His widow, Erika Kirk, is still making the media rounds in an effort to share her husband’s message and preserve his legacy.
And in a recent interview with Megyn Kelly, Erika revealed a heartbreaking aspect of her story that she had previously kept private.

“You told me this in private — How many kids did you want to have?” Kelly asked.
“We wanted to have four. And I was praying to God that I was pregnant when he got murdered,” Kirk replied, adding:
“Both of us were, we were really excited to just expand our family.”
“Oh, wow. I thought of that once,” Kelly said. “Whether it was meant to be or whether we’d get news like that.”

“I know,” a tearful Kirk replied. “I was like, oh, goodness, that was going to be the ultimate blessing out of this catastrophe.”
As was the case with her husband, Kirk’s brand relies heavily on her tendency to make the personal political, as well as her belief that the lifestyle of her choosing is the only one worth leading.
These tendencies were on full display during her conversation with Kelly, as she advised all women to start having children at an early age:
“So, now when I see young couples, I tell them, ‘Please, don’t put it off.’ Especially if you’re a young woman.

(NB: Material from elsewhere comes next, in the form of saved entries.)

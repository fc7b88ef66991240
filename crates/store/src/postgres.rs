//! PostgreSQL-based store implementation.
//!
//! This is the production backend. Queue hotspots (batch claim, next
//! file pick) take row locks with `FOR UPDATE SKIP LOCKED` so
//! concurrent claimants skip contended rows instead of waiting, and
//! multi-row reclaims are single statements.

use crate::error::{StoreError, StoreResult};
use crate::models::*;
use crate::repos::{
    AggregatedLocation, BatchRepo, ClaimedBatch, ClientRepo, ClientWithStats, CompletedBatch,
    FileRepo, RecordPage, RecordRepo, SessionRepo, StatsRepo, StatsSnapshot,
};
use crate::store::ScanStore;
use async_trait::async_trait;
use locmap_core::api::LocRecord;
use sqlx::postgres::{PgConnectOptions, PgPoolOptions};
use sqlx::{Pool, Postgres};
use std::str::FromStr;
use time::OffsetDateTime;
use uuid::Uuid;

/// PostgreSQL schema (embedded).
const POSTGRES_SCHEMA: &str = include_str!("postgres_schema.sql");

/// Split the schema into standalone statements; PostgreSQL does not
/// accept multiple statements in one prepared statement.
fn schema_statements(schema: &str) -> Vec<&str> {
    schema
        .split(';')
        .filter_map(|statement| {
            let trimmed = statement.trim();
            if trimmed.is_empty() {
                return None;
            }
            let has_sql = trimmed.lines().any(|line| {
                let line = line.trim();
                !line.is_empty() && !line.starts_with("--")
            });
            has_sql.then_some(trimmed)
        })
        .collect()
}

/// PostgreSQL-based store.
pub struct PostgresStore {
    pool: Pool<Postgres>,
}

impl PostgresStore {
    /// Connect from a URL and run migrations.
    pub async fn new(url: &str, max_connections: u32) -> StoreResult<Self> {
        let opts = PgConnectOptions::from_str(url)?;

        let pool = PgPoolOptions::new()
            .max_connections(max_connections)
            .connect_with(opts)
            .await?;

        let store = Self { pool };
        store.migrate().await?;

        Ok(store)
    }

    /// Get a reference to the connection pool.
    pub fn pool(&self) -> &Pool<Postgres> {
        &self.pool
    }
}

#[async_trait]
impl ScanStore for PostgresStore {
    async fn migrate(&self) -> StoreResult<()> {
        for statement in schema_statements(POSTGRES_SCHEMA) {
            sqlx::query(statement).execute(&self.pool).await?;
        }
        Ok(())
    }

    async fn health_check(&self) -> StoreResult<()> {
        sqlx::query("SELECT 1").execute(&self.pool).await?;
        Ok(())
    }
}

#[async_trait]
impl FileRepo for PostgresStore {
    async fn upsert_file(&self, filename: &str, url: &str, size_bytes: i64) -> StoreResult<()> {
        sqlx::query(
            r#"
            INSERT INTO domain_files (filename, url, size_bytes)
            VALUES ($1, $2, $3)
            ON CONFLICT (filename) DO UPDATE SET
                url = EXCLUDED.url,
                size_bytes = EXCLUDED.size_bytes
            "#,
        )
        .bind(filename)
        .bind(url)
        .bind(size_bytes)
        .execute(&self.pool)
        .await?;
        Ok(())
    }

    async fn next_file_to_feed(&self, now: OffsetDateTime) -> StoreResult<Option<DomainFileRow>> {
        let mut tx = self.pool.begin().await?;

        let mut file = sqlx::query_as::<_, DomainFileRow>(
            r#"
            SELECT * FROM domain_files
            WHERE status IN ('processing', 'pending')
            AND NOT (feeding_complete = TRUE AND batches_completed < batches_created)
            ORDER BY
                CASE status WHEN 'processing' THEN 0 ELSE 1 END,
                filename
            LIMIT 1
            FOR UPDATE SKIP LOCKED
            "#,
        )
        .fetch_optional(&mut *tx)
        .await?;

        if let Some(ref mut f) = file
            && f.status == "pending"
        {
            sqlx::query(
                "UPDATE domain_files SET status = 'processing', started_at = $2 WHERE id = $1",
            )
            .bind(f.id)
            .bind(now)
            .execute(&mut *tx)
            .await?;
            f.status = "processing".to_string();
            f.started_at = Some(now);
        }

        tx.commit().await?;
        Ok(file)
    }

    async fn current_processing_file(&self) -> StoreResult<Option<DomainFileRow>> {
        let row = sqlx::query_as::<_, DomainFileRow>(
            "SELECT * FROM domain_files WHERE status = 'processing' ORDER BY started_at LIMIT 1",
        )
        .fetch_optional(&self.pool)
        .await?;
        Ok(row)
    }

    async fn get_file(&self, file_id: i64) -> StoreResult<Option<DomainFileRow>> {
        let row = sqlx::query_as::<_, DomainFileRow>("SELECT * FROM domain_files WHERE id = $1")
            .bind(file_id)
            .fetch_optional(&self.pool)
            .await?;
        Ok(row)
    }

    async fn mark_feeding_complete(&self, file_id: i64) -> StoreResult<()> {
        sqlx::query("UPDATE domain_files SET feeding_complete = TRUE WHERE id = $1")
            .bind(file_id)
            .execute(&self.pool)
            .await?;
        Ok(())
    }

    async fn try_close_file(&self, file_id: i64, now: OffsetDateTime) -> StoreResult<bool> {
        let result = sqlx::query(
            r#"
            UPDATE domain_files
            SET status = 'complete', completed_at = $2
            WHERE id = $1
            AND feeding_complete = TRUE
            AND batches_created = batches_completed
            AND status = 'processing'
            "#,
        )
        .bind(file_id)
        .bind(now)
        .execute(&self.pool)
        .await?;
        Ok(result.rows_affected() > 0)
    }

    async fn reset_all_files(&self) -> StoreResult<i64> {
        let result = sqlx::query(
            r#"
            UPDATE domain_files
            SET status = 'pending',
                processed_lines = 0,
                batches_created = 0,
                batches_completed = 0,
                feeding_complete = FALSE,
                started_at = NULL,
                completed_at = NULL
            "#,
        )
        .execute(&self.pool)
        .await?;
        Ok(result.rows_affected() as i64)
    }
}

Don’t put it off, you can always have a career, you can always, you know, go back to work,” Kirk said.

“You can never just go back to having children. And they grow so fast and so quickly, but I just, I was praying. Both of us were. We were just excited to just expand our family.”

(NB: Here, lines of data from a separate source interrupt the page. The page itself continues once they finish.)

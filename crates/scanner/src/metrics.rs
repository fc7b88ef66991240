//! Scanner-side Prometheus metrics.
//!
//! Same arrangement as the coordinator: a metrics value on an explicit
//! registry, passed to whoever records into it, served from a small
//! dedicated listener.

use anyhow::{Context, Result};
use axum::Router;
use axum::extract::State;
use axum::http::StatusCode;
use axum::response::IntoResponse;
use axum::routing::get;
use prometheus::{Encoder, IntCounter, Registry, TextEncoder};
use std::sync::Arc;

/// All scanner metrics.
pub struct ScannerMetrics {
    pub batches_claimed: IntCounter,
    pub domains_checked: IntCounter,
    pub loc_records_found: IntCounter,
    pub lookup_errors: IntCounter,
    pub parse_failures: IntCounter,
    pub submit_failures: IntCounter,
    pub heartbeat_failures: IntCounter,
}

impl ScannerMetrics {
    pub fn new() -> Self {
        Self {
            batches_claimed: IntCounter::new(
                "locmap_scanner_batches_claimed_total",
                "Batches claimed from the coordinator",
            )
            .expect("metric creation failed"),
            domains_checked: IntCounter::new(
                "locmap_scanner_domains_checked_total",
                "FQDNs looked up",
            )
            .expect("metric creation failed"),
            loc_records_found: IntCounter::new(
                "locmap_scanner_loc_records_found_total",
                "LOC records found and parsed",
            )
            .expect("metric creation failed"),
            lookup_errors: IntCounter::new(
                "locmap_scanner_lookup_errors_total",
                "DNS lookups that errored (timeouts included)",
            )
            .expect("metric creation failed"),
            parse_failures: IntCounter::new(
                "locmap_scanner_parse_failures_total",
                "LOC records that failed even lenient parsing",
            )
            .expect("metric creation failed"),
            submit_failures: IntCounter::new(
                "locmap_scanner_submit_failures_total",
                "Batches lost after exhausting submit retries",
            )
            .expect("metric creation failed"),
            heartbeat_failures: IntCounter::new(
                "locmap_scanner_heartbeat_failures_total",
                "Heartbeat requests that failed",
            )
            .expect("metric creation failed"),
        }
    }

    /// Register every metric with `registry`.
    pub fn register(&self, registry: &Registry) -> prometheus::Result<()> {
        registry.register(Box::new(self.batches_claimed.clone()))?;
        registry.register(Box::new(self.domains_checked.clone()))?;
        registry.register(Box::new(self.loc_records_found.clone()))?;
        registry.register(Box::new(self.lookup_errors.clone()))?;
        registry.register(Box::new(self.parse_failures.clone()))?;
        registry.register(Box::new(self.submit_failures.clone()))?;
        registry.register(Box::new(self.heartbeat_failures.clone()))?;
        Ok(())
    }
}

impl Default for ScannerMetrics {
    fn default() -> Self {
        Self::new()
    }
}

async fn metrics_handler(State(registry): State<Arc<Registry>>) -> impl IntoResponse {
    let encoder = TextEncoder::new();
    let mut buffer = Vec::new();
    if let Err(e) = encoder.encode(&registry.gather(), &mut buffer) {
        tracing::error!(error = %e, "Failed to encode metrics");
        return (StatusCode::INTERNAL_SERVER_ERROR, Vec::new());
    }
    (StatusCode::OK, buffer)
}

/// Serve `/metrics` for this scanner until the process exits.
pub async fn serve_metrics(addr: &str, registry: Arc<Registry>) -> Result<()> {
    let app = Router::new()
        .route("/metrics", get(metrics_handler))
        .with_state(registry);

    let listener = tokio::net::TcpListener::bind(addr)
        .await
        .with_context(|| format!("failed to bind metrics listener to {addr}"))?;
    tracing::info!("Metrics listening on {addr}");
    axum::serve(listener, app).await.context("metrics server")
}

Of course, not everyone can afford to put off full-time employment, so Kirk’s advice might not be as universally useful as she believes it to be.
And as many have pointed out, Charlie Kirk frequently railed against the idea of women — especially mothers — working outside the home, so there’s an inherent irony in Erika’s decision to take on the role of CEO at Turning Point USA.
“Thank God you have the two. Thank God,” Kelly said in response to Kirk’s comments about her family.
“A boy and girl. I know,” Kirk told her.
“One day, they’ll find out. Right now they’re just little loves. But one day they’ll find out that they’re Charlie Kirk’s children and they’ll know what that means,” Kelly replied.
Erika has not revealed her immediate plans for Turning Point, but we’re sure she’ll make several more media appearances between now and the end of the year.